======== ENTRIES PROVIDED ========
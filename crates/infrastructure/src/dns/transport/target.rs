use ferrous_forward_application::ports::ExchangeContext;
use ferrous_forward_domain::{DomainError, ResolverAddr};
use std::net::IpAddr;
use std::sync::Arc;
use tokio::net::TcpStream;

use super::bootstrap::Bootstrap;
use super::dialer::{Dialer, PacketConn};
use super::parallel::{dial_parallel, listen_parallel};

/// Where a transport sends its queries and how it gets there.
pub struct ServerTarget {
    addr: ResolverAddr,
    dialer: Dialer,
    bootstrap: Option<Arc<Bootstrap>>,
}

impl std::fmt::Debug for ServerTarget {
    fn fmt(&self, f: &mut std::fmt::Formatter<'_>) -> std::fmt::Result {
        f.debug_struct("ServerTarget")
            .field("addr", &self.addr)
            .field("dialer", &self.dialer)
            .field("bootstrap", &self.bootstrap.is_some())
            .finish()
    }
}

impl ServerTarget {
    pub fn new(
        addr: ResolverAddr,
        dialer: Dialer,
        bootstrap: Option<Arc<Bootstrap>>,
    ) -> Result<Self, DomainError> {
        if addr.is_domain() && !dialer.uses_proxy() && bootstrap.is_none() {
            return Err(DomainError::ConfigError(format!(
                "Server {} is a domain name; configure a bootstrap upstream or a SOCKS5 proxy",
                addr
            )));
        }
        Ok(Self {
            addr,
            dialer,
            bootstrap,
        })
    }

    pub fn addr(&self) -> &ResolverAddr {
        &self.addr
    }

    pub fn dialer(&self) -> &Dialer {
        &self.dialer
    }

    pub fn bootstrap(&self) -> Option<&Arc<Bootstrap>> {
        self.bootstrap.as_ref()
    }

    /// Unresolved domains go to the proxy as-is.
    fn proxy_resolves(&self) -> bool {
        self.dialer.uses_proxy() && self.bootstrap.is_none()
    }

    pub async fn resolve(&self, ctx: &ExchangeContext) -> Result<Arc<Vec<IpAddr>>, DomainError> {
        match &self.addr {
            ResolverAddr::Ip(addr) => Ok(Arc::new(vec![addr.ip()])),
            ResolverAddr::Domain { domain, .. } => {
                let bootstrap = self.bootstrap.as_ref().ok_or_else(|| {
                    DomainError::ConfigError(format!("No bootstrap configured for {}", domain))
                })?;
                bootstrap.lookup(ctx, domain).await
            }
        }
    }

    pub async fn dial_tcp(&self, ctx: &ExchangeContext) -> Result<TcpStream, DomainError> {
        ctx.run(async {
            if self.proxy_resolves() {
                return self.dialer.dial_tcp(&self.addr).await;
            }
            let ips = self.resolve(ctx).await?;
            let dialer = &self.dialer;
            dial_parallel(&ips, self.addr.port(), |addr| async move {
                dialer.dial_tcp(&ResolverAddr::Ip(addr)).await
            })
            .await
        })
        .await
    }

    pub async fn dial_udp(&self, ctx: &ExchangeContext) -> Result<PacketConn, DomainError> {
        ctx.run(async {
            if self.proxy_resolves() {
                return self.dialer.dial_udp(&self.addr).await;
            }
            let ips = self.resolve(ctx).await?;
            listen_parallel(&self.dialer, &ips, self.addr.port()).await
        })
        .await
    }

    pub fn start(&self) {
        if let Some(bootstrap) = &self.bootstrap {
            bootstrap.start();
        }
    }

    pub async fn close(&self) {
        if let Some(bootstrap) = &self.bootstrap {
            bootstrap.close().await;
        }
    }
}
========
======== ENTRIES PROVIDED ========
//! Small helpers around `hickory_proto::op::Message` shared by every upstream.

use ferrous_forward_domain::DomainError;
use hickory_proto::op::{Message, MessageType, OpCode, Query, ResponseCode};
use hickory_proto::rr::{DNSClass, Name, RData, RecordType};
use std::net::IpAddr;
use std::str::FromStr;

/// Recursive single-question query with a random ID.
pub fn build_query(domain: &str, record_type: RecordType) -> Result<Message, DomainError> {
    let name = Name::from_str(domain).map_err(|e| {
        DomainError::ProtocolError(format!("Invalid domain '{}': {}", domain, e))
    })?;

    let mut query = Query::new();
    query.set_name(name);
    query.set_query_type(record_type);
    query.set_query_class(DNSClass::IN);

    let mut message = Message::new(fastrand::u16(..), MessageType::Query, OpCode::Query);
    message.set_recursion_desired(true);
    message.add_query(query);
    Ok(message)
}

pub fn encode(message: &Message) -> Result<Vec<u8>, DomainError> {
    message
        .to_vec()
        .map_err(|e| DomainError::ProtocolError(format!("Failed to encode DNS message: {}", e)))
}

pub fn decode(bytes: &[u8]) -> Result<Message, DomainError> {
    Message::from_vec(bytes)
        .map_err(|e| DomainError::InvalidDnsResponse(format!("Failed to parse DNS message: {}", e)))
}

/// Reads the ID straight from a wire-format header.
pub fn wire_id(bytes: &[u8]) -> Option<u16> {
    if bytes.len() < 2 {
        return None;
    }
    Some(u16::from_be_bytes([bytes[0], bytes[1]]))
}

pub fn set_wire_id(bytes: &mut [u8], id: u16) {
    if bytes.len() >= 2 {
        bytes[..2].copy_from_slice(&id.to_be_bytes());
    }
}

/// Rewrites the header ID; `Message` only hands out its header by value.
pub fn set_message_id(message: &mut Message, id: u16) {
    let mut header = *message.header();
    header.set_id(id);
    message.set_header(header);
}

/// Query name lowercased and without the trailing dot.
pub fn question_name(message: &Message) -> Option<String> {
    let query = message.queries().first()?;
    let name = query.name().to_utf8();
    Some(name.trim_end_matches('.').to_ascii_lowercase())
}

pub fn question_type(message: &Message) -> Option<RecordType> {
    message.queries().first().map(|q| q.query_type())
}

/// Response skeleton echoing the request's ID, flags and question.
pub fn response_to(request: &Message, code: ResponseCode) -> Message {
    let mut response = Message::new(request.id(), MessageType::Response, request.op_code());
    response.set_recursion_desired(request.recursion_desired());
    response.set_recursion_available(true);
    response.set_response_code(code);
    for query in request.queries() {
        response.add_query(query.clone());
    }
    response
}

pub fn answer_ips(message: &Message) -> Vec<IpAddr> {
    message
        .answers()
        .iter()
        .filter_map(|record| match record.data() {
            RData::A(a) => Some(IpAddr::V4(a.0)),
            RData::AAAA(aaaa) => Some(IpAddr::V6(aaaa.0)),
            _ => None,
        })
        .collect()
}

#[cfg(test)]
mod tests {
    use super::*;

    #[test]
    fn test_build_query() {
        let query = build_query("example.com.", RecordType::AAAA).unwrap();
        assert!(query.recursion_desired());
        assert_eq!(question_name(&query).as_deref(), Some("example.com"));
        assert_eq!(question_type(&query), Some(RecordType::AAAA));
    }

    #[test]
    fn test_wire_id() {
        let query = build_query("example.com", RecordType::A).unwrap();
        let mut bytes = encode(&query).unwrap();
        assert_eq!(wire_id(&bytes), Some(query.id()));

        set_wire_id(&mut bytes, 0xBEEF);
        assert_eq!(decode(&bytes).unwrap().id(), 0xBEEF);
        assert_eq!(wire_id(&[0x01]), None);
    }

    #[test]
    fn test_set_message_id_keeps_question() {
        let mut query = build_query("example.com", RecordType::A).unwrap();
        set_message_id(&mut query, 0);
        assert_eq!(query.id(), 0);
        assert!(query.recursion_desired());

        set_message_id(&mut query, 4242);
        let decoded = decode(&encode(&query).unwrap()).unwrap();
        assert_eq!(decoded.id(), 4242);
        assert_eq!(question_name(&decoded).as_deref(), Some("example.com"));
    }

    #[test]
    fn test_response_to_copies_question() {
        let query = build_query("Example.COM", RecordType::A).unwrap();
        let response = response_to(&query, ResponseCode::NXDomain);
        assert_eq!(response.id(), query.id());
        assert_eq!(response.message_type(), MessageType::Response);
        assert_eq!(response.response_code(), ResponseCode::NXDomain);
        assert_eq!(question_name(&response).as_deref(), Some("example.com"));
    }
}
========
Return all lines of the material above in which "ResolverAddr" occurs.

use ferrous_forward_domain::{DomainError, ResolverAddr};
    addr: ResolverAddr,
        addr: ResolverAddr,
    pub fn addr(&self) -> &ResolverAddr {
            ResolverAddr::Ip(addr) => Ok(Arc::new(vec![addr.ip()])),
            ResolverAddr::Domain { domain, .. } => {
                dialer.dial_tcp(&ResolverAddr::Ip(addr)).await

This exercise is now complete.